By John Ikani
When militaries in Mali and Burkina Faso rode on popular anger to erode years of democratic gains, many expected that they will contain growing extremist violence over the last decade that has killed thousands of people and displaced millions more.
“There’s no more room for mistakes,” said Mali’s coup leader Col Assimi Goïta as he seized power in August 2020.
“We have more than what it takes to win this war,” echoed Burkina Faso’s Lt. Col. Paul-Henri Damiba who took charge earlier this year.
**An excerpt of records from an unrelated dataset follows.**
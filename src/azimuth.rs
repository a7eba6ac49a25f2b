//! Bearings between geographic points.
//!
//! All bearings are compass degrees (0 = north, clockwise) computed in plain
//! latitude/longitude degree space. This equirectangular shortcut is only
//! meant for the sub-kilometre segments of a walking route.

use crate::types::{GeoPoint, PathSide};

/// Approximate length of one degree of latitude.
pub const METERS_PER_DEGREE: f64 = 111_320.0;

pub fn normalize_degrees(angle: f64) -> f64 {
    let normalized = angle.rem_euclid(360.0);
    // rem_euclid can round up to exactly 360 for tiny negative inputs
    if normalized >= 360.0 {
        0.0
    } else {
        normalized
    }
}

/// Bearing from `start` to `end`, in `[0, 360)`.
pub fn compute_azimuth(start: GeoPoint, end: GeoPoint) -> f64 {
    let delta_lon = end.longitude - start.longitude;
    let delta_lat = end.latitude - start.latitude;
    normalize_degrees(delta_lon.atan2(delta_lat).to_degrees())
}

/// Bearing rotated a quarter turn toward `side` of travel.
pub fn perpendicular_bearing(bearing: f64, side: PathSide) -> f64 {
    match side {
        PathSide::Left => normalize_degrees(bearing - 90.0),
        PathSide::Right => normalize_degrees(bearing + 90.0),
    }
}

/// Point reached by moving `meters` from `origin` along `bearing`.
pub fn destination_point(origin: GeoPoint, bearing: f64, meters: f64) -> GeoPoint {
    let offset = meters / METERS_PER_DEGREE;
    let bearing_rad = bearing.to_radians();
    GeoPoint::new(
        origin.latitude + offset * bearing_rad.cos(),
        origin.longitude + offset * bearing_rad.sin(),
    )
}

/// Point `meters` away from `start`, perpendicular to the segment
/// `start -> end`, on the given side of travel.
pub fn offset_point(start: GeoPoint, end: GeoPoint, side: PathSide, meters: f64) -> GeoPoint {
    let bearing = perpendicular_bearing(compute_azimuth(start, end), side);
    destination_point(start, bearing, meters)
}
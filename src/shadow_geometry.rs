use crate::azimuth::{destination_point, normalize_degrees};
use crate::types::*;

/// Length of the shadow a structure of `height_meters` casts on flat ground.
///
/// Returns [`ShadowLength::NoShadow`] when the sun is at or below the horizon
/// and a zero length when it is directly overhead.
pub fn compute_shadow_length(height_meters: f64, elevation_deg: f64) -> Result<ShadowLength> {
    let height = check_height(height_meters)?;

    if elevation_deg.is_nan() {
        return Err(ShadowError::InvalidElevation(elevation_deg));
    }
    if elevation_deg <= 0.0 {
        return Ok(ShadowLength::NoShadow);
    }
    if elevation_deg >= 90.0 {
        return Ok(ShadowLength::Length(0.0));
    }

    Ok(ShadowLength::Length(height / elevation_deg.to_radians().tan()))
}

/// Direction the shadow points, opposite the sun.
pub fn shadow_azimuth(sun_azimuth_deg: f64) -> f64 {
    normalize_degrees(sun_azimuth_deg + 180.0)
}

/// Far end of a shadow of `length_meters` cast from `origin`.
pub fn shadow_tip(origin: GeoPoint, length_meters: f64, sun_azimuth_deg: f64) -> GeoPoint {
    destination_point(origin, shadow_azimuth(sun_azimuth_deg), length_meters)
}
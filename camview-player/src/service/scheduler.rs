//! Tokio-backed recovery scheduler

use super::Command;
use crate::negotiator::{RecoveryHandle, RecoveryScheduler, RecoveryTicket};
use std::time::Duration;
use tokio::sync::mpsc;
use tracing::debug;

/// Arms recovery timers as sleeping tasks that post back into the command channel
///
/// Holds a weak sender so pending timers never keep the negotiator task alive.
pub struct TokioScheduler {
    tx: mpsc::WeakSender<Command>,
}

impl TokioScheduler {
    pub fn new(tx: mpsc::WeakSender<Command>) -> Self {
        Self { tx }
    }
}

impl RecoveryScheduler for TokioScheduler {
    fn arm(&mut self, ticket: RecoveryTicket, delay: Duration) -> RecoveryHandle {
        let tx = self.tx.clone();
        let task = tokio::spawn(async move {
            tokio::time::sleep(delay).await;
            if let Some(tx) = tx.upgrade() {
                let _ = tx.send(Command::RecoveryDue(ticket)).await;
            }
        });

        RecoveryHandle::new(ticket, move || {
            debug!("Cancelling {}", ticket);
            task.abort();
        })
    }
}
Are citizens now more safe under military rule? To answer that, let’s go way back to the beginning of extremist violence in both countries.
The genesis
The extremist threat first came to West Africa in Mali in 2012, when Islamist fighters, some with links to al-Qaeda, hijacked an ethnic Tuareg uprising sparked by the return of Tuareg fighters from Libya after the toppling of the Gadhafi regime.
The French military initially pushed the extremists back, but they regrouped and in 2015 unleashed a wave of deadly attacks that later spread to Burkina Faso and Niger.
One of the first signs of trouble in Burkina Faso came in January 2016; al-Qaeda claimed an attack on a restaurant and cafe in Ouagadougou that killed 30 people.
Since then, the insurgency has grown, especially in rural areas that have borne the brunt of violence in the Sahel, a vast belt of mostly arid land south of the Sahara desert.
How is Mali faring under military rule?
In Mali security has not noticeably improved under the military-led government. According to a recent UN report, authorities are fully in control of as little as 15% of the country’s territory.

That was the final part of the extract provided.